"As President, I will close Guantánamo," Barack Obama promised in 2007. Now, as President-elect, shutting down the infamous prison camp he referred to as a "sad chapter in American history" is shaping up as one of his first priorities.
Guantánamo Bay has been seeped in controversy for the greater part of the century. Located on the southeastern tip of Cuba, it is the only U.S base located in a communist country. The 45-square-mile site was originally used as a coaling station for U.S. Navy ships, under a lease drawn up in 1903. U.S. possession of Guantánamo was reaffirmed under former Cuban president Batista in 1934 with a provision that the lease could not be terminated without mutual consent a provision that was challenged to no avail by Fidel Castro following the Cuban Revolution in 1959. The denial of his request to return the land to Cuba by President Eisenhower paved the way for escalated tensions between the two countries; Fidel later called it "a knife stuck in the heart of Cuba's dignity and sovereignty."
Despite Cuban disdain for the base, it received some international praise and recognition in the early 1990s when it became a vital haven for Haitian refugees fleeing the violent coup that ravaged their country. However, these glory days have been outshone by its current role as a detention center. Since early 2002, the beginning of the U.S.-led War on Terror, the base has been used to house those suspected of terrorist activity or of having ties to al-Qaeda and the Taliban.
Deemed "enemy combatants" by the U.S. Government, the hundreds of detainees currently being held in Gitmo (as the base is known) were considered ineligible for the normal legal process that U.S. prisoners are entitled to, and unprotected by the prisoner of war statutes of the Geneva Convention by virtue of being alleged combatants of a "foreign terrorist group" rather than belonging to a standing foreign army. President Bush's passage of the Military Commissions Act in 2006 authorized the use of military tribunals in place of federal courts to try the detainees, and justified the use of some forms of physical coercion (or, as critics call it, torture) during interrogations. The physical treatment and legal contortions sparked international outcry from the United Nations, human rights organizations and the Cuban government, which complained that the territory was being used as a "concentration camp". A U.S. Supreme Court ruling later that year blocked the tribunals and allowed prisoners to petition for habeas corpus in a federal court.

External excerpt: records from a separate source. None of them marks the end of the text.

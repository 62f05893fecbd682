//! Shared fixtures for service and handler tests: an in-memory database with
//! the full schema, helpers to seed houses, members, tasks and groups, and a
//! token mint for authenticated requests.

use std::sync::atomic::{AtomicI64, Ordering};

use chrono::{Duration, Utc};
use jsonwebtoken::{encode, EncodingKey, Header};
use sqlx::SqlitePool;
use uuid::Uuid;

use crate::config::Config;
use crate::services::auth::Claims;
use shared::TaskFrequency;

pub const TEST_JWT_SECRET: &str = "test-secret";

pub fn test_config() -> Config {
    Config {
        host: "127.0.0.1".to_string(),
        port: 0,
        database_url: String::new(),
        jwt_secret: TEST_JWT_SECRET.to_string(),
        cors_origins: Vec::new(),
    }
}

/// A valid `Authorization` header value for the given user.
pub fn bearer(user_id: &Uuid) -> String {
    let now = Utc::now();
    let claims = Claims {
        sub: user_id.to_string(),
        exp: (now + Duration::hours(1)).timestamp(),
        iat: now.timestamp(),
    };
    let token = encode(
        &Header::default(),
        &claims,
        &EncodingKey::from_secret(TEST_JWT_SECRET.as_bytes()),
    )
    .unwrap();
    format!("Bearer {token}")
}

// Creation-order rank matters to rotation, so seeded rows get strictly
// increasing timestamps instead of relying on clock resolution.
static TICK: AtomicI64 = AtomicI64::new(0);

fn next_timestamp() -> chrono::DateTime<Utc> {
    let n = TICK.fetch_add(1, Ordering::SeqCst);
    Utc::now() + Duration::milliseconds(n)
}

pub async fn setup_test_db() -> SqlitePool {
    let pool = SqlitePool::connect("sqlite::memory:").await.unwrap();

    sqlx::raw_sql(include_str!("../../migrations/0001_initial.sql"))
        .execute(&pool)
        .await
        .unwrap();

    pool
}

pub async fn create_user(pool: &SqlitePool, email: &str) -> Uuid {
    let id = Uuid::new_v4();

    sqlx::query("INSERT INTO users (id, email, name, created_at) VALUES (?, ?, ?, ?)")
        .bind(id.to_string())
        .bind(email)
        .bind(Option::<String>::None)
        .bind(next_timestamp())
        .execute(pool)
        .await
        .unwrap();

    id
}

pub async fn create_house(
    pool: &SqlitePool,
    owner_id: &Uuid,
    week_start_day: u8,
    rotation_weeks: u32,
) -> Uuid {
    let id = Uuid::new_v4();
    let now = next_timestamp();

    sqlx::query(
        r#"
        INSERT INTO houses (id, name, owner_id, week_start_day, rotation_weeks, created_at, updated_at)
        VALUES (?, ?, ?, ?, ?, ?, ?)
        "#,
    )
    .bind(id.to_string())
    .bind("Test house")
    .bind(owner_id.to_string())
    .bind(i64::from(week_start_day))
    .bind(i64::from(rotation_weeks))
    .bind(now)
    .bind(now)
    .execute(pool)
    .await
    .unwrap();

    id
}

pub async fn add_member(pool: &SqlitePool, house_id: &Uuid, user_id: &Uuid) {
    sqlx::query("INSERT INTO house_members (id, house_id, user_id, joined_at) VALUES (?, ?, ?, ?)")
        .bind(Uuid::new_v4().to_string())
        .bind(house_id.to_string())
        .bind(user_id.to_string())
        .bind(next_timestamp())
        .execute(pool)
        .await
        .unwrap();
}

pub async fn create_task(
    pool: &SqlitePool,
    house_id: &Uuid,
    name: &str,
    points: i64,
    frequency: TaskFrequency,
    weekly_minimum: Option<i64>,
) -> Uuid {
    let id = Uuid::new_v4();
    let now = next_timestamp();

    sqlx::query(
        r#"
        INSERT INTO tasks (id, house_id, name, points, frequency, weekly_minimum, created_at, updated_at)
        VALUES (?, ?, ?, ?, ?, ?, ?, ?)
        "#,
    )
    .bind(id.to_string())
    .bind(house_id.to_string())
    .bind(name)
    .bind(points)
    .bind(frequency.as_str())
    .bind(weekly_minimum)
    .bind(now)
    .bind(now)
    .execute(pool)
    .await
    .unwrap();

    id
}

pub async fn create_group(pool: &SqlitePool, house_id: &Uuid, name: &str) -> Uuid {
    let id = Uuid::new_v4();
    let now = next_timestamp();

    sqlx::query(
        "INSERT INTO task_groups (id, house_id, name, created_at, updated_at) VALUES (?, ?, ?, ?, ?)",
    )
    .bind(id.to_string())
    .bind(house_id.to_string())
    .bind(name)
    .bind(now)
    .bind(now)
    .execute(pool)
    .await
    .unwrap();

    id
}
use actix_cors::Cors;
use actix_web::{middleware::Logger, web, App, HttpServer};
use sqlx::sqlite::SqlitePoolOptions;

mod config;
mod handlers;
mod middleware;
mod models;
mod services;

use config::Config;

#[actix_web::main]
async fn main() -> std::io::Result<()> {
    // Load .env file if present
    dotenvy::dotenv().ok();

    // Initialize logger
    env_logger::init_from_env(env_logger::Env::default().default_filter_or("info"));

    // Load configuration
    let config = Config::from_env().expect("Failed to load configuration");

    log::info!("Starting server at {}:{}", config.host, config.port);

    // Create database pool
    let pool = SqlitePoolOptions::new()
        .max_connections(5)
        .connect(&config.database_url)
        .await
        .expect("Failed to create database pool");

    // Run migrations
    sqlx::migrate!("./migrations")
        .run(&pool)
        .await
        .expect("Failed to run migrations");

    log::info!("Database migrations completed");

    // Create app state
    let app_state = web::Data::new(models::AppState {
        db: pool.clone(),
        config: config.clone(),
    });

    let allowed_origins = config.cors_origins.clone();

    // Start HTTP server
    HttpServer::new(move || {
        let allowed_origins = allowed_origins.clone();
        let cors = Cors::default()
            .allowed_origin_fn(move |origin, _req_head| {
                let origin_str = origin.to_str().unwrap_or("");
                allowed_origins.iter().any(|allowed| origin_str.starts_with(allowed))
            })
            .allowed_methods(vec!["GET", "POST", "PUT", "DELETE", "OPTIONS"])
            .allowed_headers(vec!["Authorization", "Content-Type"])
            .max_age(3600);

        App::new()
            .app_data(app_state.clone())
            .wrap(Logger::default())
            .wrap(cors)
            .configure(handlers::configure_routes)
    })
    .bind((config.host.as_str(), config.port))?
    .run()
    .await
}
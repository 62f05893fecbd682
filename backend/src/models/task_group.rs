use chrono::{DateTime, Utc};
use serde::{Deserialize, Serialize};
use sqlx::FromRow;
use uuid::Uuid;

/// Database model for task groups
#[derive(Debug, Clone, FromRow, Serialize, Deserialize)]
pub struct TaskGroupRow {
    pub id: String,
    pub house_id: String,
    pub name: String,
    pub created_at: DateTime<Utc>,
    pub updated_at: DateTime<Utc>,
}

impl TaskGroupRow {
    pub fn to_shared(&self) -> shared::TaskGroup {
        shared::TaskGroup {
            id: Uuid::parse_str(&self.id).unwrap(),
            house_id: Uuid::parse_str(&self.house_id).unwrap(),
            name: self.name.clone(),
            created_at: self.created_at,
            updated_at: self.updated_at,
        }
    }
}
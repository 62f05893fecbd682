pub mod auth;
pub mod completions;
pub mod extra_completions;
pub mod groups;
pub mod houses;
pub mod rotation;
pub mod scores;
pub mod swaps;
pub mod tasks;
pub mod week_end;
pub mod weeks;

#[cfg(test)]
pub mod testing;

Of the 775 people detained in Guantánamo since its establishment, many were found to be noncombatants with no ties to either the Taliban or al-Qaeda, many of them mistakenly apprehended or wrongfully turned over by anti-Taliban bounty hunters in Afghanistan. Only around 250 prisoners remain in Gitmo, the majority of whom have either already been cleared or are expected to be cleared of charges due to lack of evidence.
However, all signs point to the fact that the process of closing Guantánamo once and for all will be exactly that a process. Housing the remaining detainees on the U.S. mainland to await trial is fraught with issues of its own, including a debate over what type of court would be best equipped to handle such cases, the technical aspects of repatriating and releasing any prisoners cleared of guilt and the question of how or whether to try suspects against whom evidence has been gathered through torture or classified means.
Either way, it is clear that he will have to come up with a solution quickly. "Guantánamo Bay, for most people, is a lightning rod for everything that's wrong with the United States," says Scott Silliman, a law professor at Duke University and director of the Center on Law, Ethics and National Security. "I'm not sure Obama would be able to back away from his campaign pledge."